First, since $0$ is part of our language, we need to have some object in the domain $D$ of our model $M$ that $0$ denotes in $M$. Let's call this object $d_0$.

We also need an interpretation $s'$ of $s$ which maps objects from $D$ to $D$. And this must be a total function: for every object $d$ in the domain, there must be some object $s'(d) \in D$. So in particular we must have a $s'(d_0)$ object. Can this be $d_0$ itself? No, because then $AP1$ would not be true. So, $s'(d_0)$ cannot be $d_0$ itself. So, we need a second object, call it $d_1$, for which $s'(d_0) = d_1$.

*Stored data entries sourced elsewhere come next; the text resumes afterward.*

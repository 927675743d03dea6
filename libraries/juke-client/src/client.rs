//! Main Juke backend client.

use crate::error::{ClientError, Result};
use crate::playback::PlaybackClient;
use crate::types::ClientConfig;
use async_trait::async_trait;
use juke_core::{ControlRequest, GatewayError, PlaybackState, ProviderName, RemoteControlGateway};
use reqwest::Client;
use tracing::info;
use url::Url;

/// Main client for the Juke backend.
///
/// Holds one pooled HTTP client. Auth tokens are passed per call, so a single
/// client can serve every session.
///
/// # Example
///
/// ```no_run
/// use juke_client::{ClientConfig, JukeClient};
/// use juke_core::ProviderName;
///
/// # async fn demo() -> Result<(), Box<dyn std::error::Error>> {
/// let client = JukeClient::new(ClientConfig::new("https://api.juke.example"))?;
///
/// let state = client
///     .playback()
///     .state("token", &ProviderName::spotify())
///     .await?;
/// println!("playing: {}", state.is_some_and(|s| s.is_playing));
/// # Ok(())
/// # }
/// ```
#[derive(Clone)]
pub struct JukeClient {
    http: Client,
    base_url: String,
}

impl JukeClient {
    /// Create a new client with the given configuration.
    pub fn new(config: ClientConfig) -> Result<Self> {
        // Validate URL
        if config.base_url.trim().is_empty() {
            return Err(ClientError::InvalidUrl("URL cannot be empty".into()));
        }

        // Parse and normalize URL
        let base_url = config.base_url.trim().trim_end_matches('/').to_string();
        if !base_url.starts_with("http://") && !base_url.starts_with("https://") {
            return Err(ClientError::InvalidUrl(
                "URL must start with http:// or https://".into(),
            ));
        }
        Url::parse(&base_url).map_err(|e| ClientError::InvalidUrl(e.to_string()))?;

        let http = Client::builder()
            .timeout(config.timeout)
            .connect_timeout(config.connect_timeout)
            .user_agent(format!("Juke/{}", env!("CARGO_PKG_VERSION")))
            .build()
            .map_err(ClientError::Request)?;

        info!(base_url = %base_url, "Juke client ready");

        Ok(Self { http, base_url })
    }

    /// Get the normalized backend URL.
    pub fn base_url(&self) -> &str {
        &self.base_url
    }

    /// Get a client for the playback endpoints.
    pub fn playback(&self) -> PlaybackClient<'_> {
        PlaybackClient::new(&self.http, &self.base_url)
    }
}

#[async_trait]
impl RemoteControlGateway for JukeClient {
    async fn fetch_state(
        &self,
        auth_token: &str,
        provider: &ProviderName,
    ) -> juke_core::Result<Option<PlaybackState>> {
        self.playback()
            .state(auth_token, provider)
            .await
            .map_err(GatewayError::from)
    }

    async fn play(
        &self,
        auth_token: &str,
        request: &ControlRequest,
    ) -> juke_core::Result<Option<PlaybackState>> {
        self.playback()
            .play(auth_token, request)
            .await
            .map_err(GatewayError::from)
    }

    async fn pause(
        &self,
        auth_token: &str,
        request: &ControlRequest,
    ) -> juke_core::Result<Option<PlaybackState>> {
        self.playback()
            .pause(auth_token, request)
            .await
            .map_err(GatewayError::from)
    }

    async fn next(
        &self,
        auth_token: &str,
        request: &ControlRequest,
    ) -> juke_core::Result<Option<PlaybackState>> {
        self.playback()
            .next(auth_token, request)
            .await
            .map_err(GatewayError::from)
    }

    async fn previous(
        &self,
        auth_token: &str,
        request: &ControlRequest,
    ) -> juke_core::Result<Option<PlaybackState>> {
        self.playback()
            .previous(auth_token, request)
            .await
            .map_err(GatewayError::from)
    }

    async fn seek(
        &self,
        auth_token: &str,
        request: &ControlRequest,
    ) -> juke_core::Result<Option<PlaybackState>> {
        self.playback()
            .seek(auth_token, request)
            .await
            .map_err(GatewayError::from)
    }
}
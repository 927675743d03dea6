/// CLI configuration
use crate::error::{CliError, Result};
use juke_client::ClientConfig;
use juke_playback::SyncConfig;
use serde::{Deserialize, Serialize};
use std::path::{Path, PathBuf};
use std::time::Duration;

/// Config file picked up from the working directory when no path is given
pub const DEFAULT_CONFIG_FILE: &str = "juke.toml";

#[derive(Debug, Clone, Default, Deserialize, Serialize)]
pub struct CliConfig {
    #[serde(default)]
    pub api: ApiSettings,

    #[serde(default)]
    pub sync: SyncConfig,
}

#[derive(Debug, Clone, Deserialize, Serialize)]
pub struct ApiSettings {
    #[serde(default = "default_base_url")]
    pub base_url: String,

    /// Backend auth token. Without one every control is refused.
    #[serde(default)]
    pub token: Option<String>,

    #[serde(default = "default_timeout_secs")]
    pub timeout_secs: u64,

    #[serde(default = "default_connect_timeout_secs")]
    pub connect_timeout_secs: u64,
}

impl CliConfig {
    /// Load configuration from file and environment.
    ///
    /// An explicit `path` must exist; otherwise `juke.toml` is used if present.
    /// `JUKE_`-prefixed variables override both, with `__` between sections
    /// (`JUKE_API__BASE_URL`, `JUKE_SYNC__SETTLE_DELAY_MS`).
    pub fn load(path: Option<&Path>) -> Result<Self> {
        let mut settings = config::Config::builder();

        match path {
            Some(path) => {
                settings = settings.add_source(config::File::from(path.to_path_buf()));
            }
            None => {
                let default_path = PathBuf::from(DEFAULT_CONFIG_FILE);
                if default_path.exists() {
                    settings = settings.add_source(config::File::from(default_path));
                }
            }
        }

        settings = settings.add_source(
            config::Environment::with_prefix("JUKE")
                .prefix_separator("_")
                .separator("__")
                .try_parsing(true),
        );

        Ok(settings.build()?.try_deserialize()?)
    }

    /// Parse a TOML document, without consulting the environment
    pub fn from_toml(contents: &str) -> Result<Self> {
        let settings = config::Config::builder()
            .add_source(config::File::from_str(contents, config::FileFormat::Toml))
            .build()?;
        Ok(settings.try_deserialize()?)
    }

    /// Validate configuration
    pub fn validate(&self) -> Result<()> {
        if self.api.base_url.trim().is_empty() {
            return Err(CliError::Config(
                "Backend URL is required (set JUKE_API__BASE_URL)".to_string(),
            ));
        }

        if self.api.timeout_secs == 0 || self.api.connect_timeout_secs == 0 {
            return Err(CliError::Config(
                "API timeouts must be at least one second".to_string(),
            ));
        }

        self.sync.validate().map_err(CliError::Config)
    }

    /// Token from the config, ignoring blank values
    pub fn token(&self) -> Option<&str> {
        self.api
            .token
            .as_deref()
            .map(str::trim)
            .filter(|t| !t.is_empty())
    }

    pub fn client_config(&self) -> ClientConfig {
        ClientConfig {
            base_url: self.api.base_url.clone(),
            timeout: Duration::from_secs(self.api.timeout_secs),
            connect_timeout: Duration::from_secs(self.api.connect_timeout_secs),
        }
    }
}

// Default values
fn default_base_url() -> String {
    "http://localhost:8000".to_string()
}

fn default_timeout_secs() -> u64 {
    10
}

fn default_connect_timeout_secs() -> u64 {
    5
}

impl Default for ApiSettings {
    fn default() -> Self {
        Self {
            base_url: default_base_url(),
            token: None,
            timeout_secs: default_timeout_secs(),
            connect_timeout_secs: default_connect_timeout_secs(),
        }
    }
}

OK, but now we must have some object that is $s'(d_1)$. By $AP1$ this cannot be $d_0$, but could it be $d_1$? No, that's not possible either, for then the successors of two different objects ($d_0$ and $d_1$) would be the same ($d_1$ in both cases), and that goes against $AP2$. OK, so $s'(d_1)$ needs to be a completely different object yet ... call it $d_2$.

And now you just repeat this: everytime we (have to!) introduce a new object $d_i$ and add it to our domain, we ask: buit what is $s'(d_i)$? ... and we find that it can't be any of the ones we already have, so we have to introduce a new object $d_{i+1}$, etc. etc.

So, you cannot satisfy both $AP1$ and $AP2$ using a finite model.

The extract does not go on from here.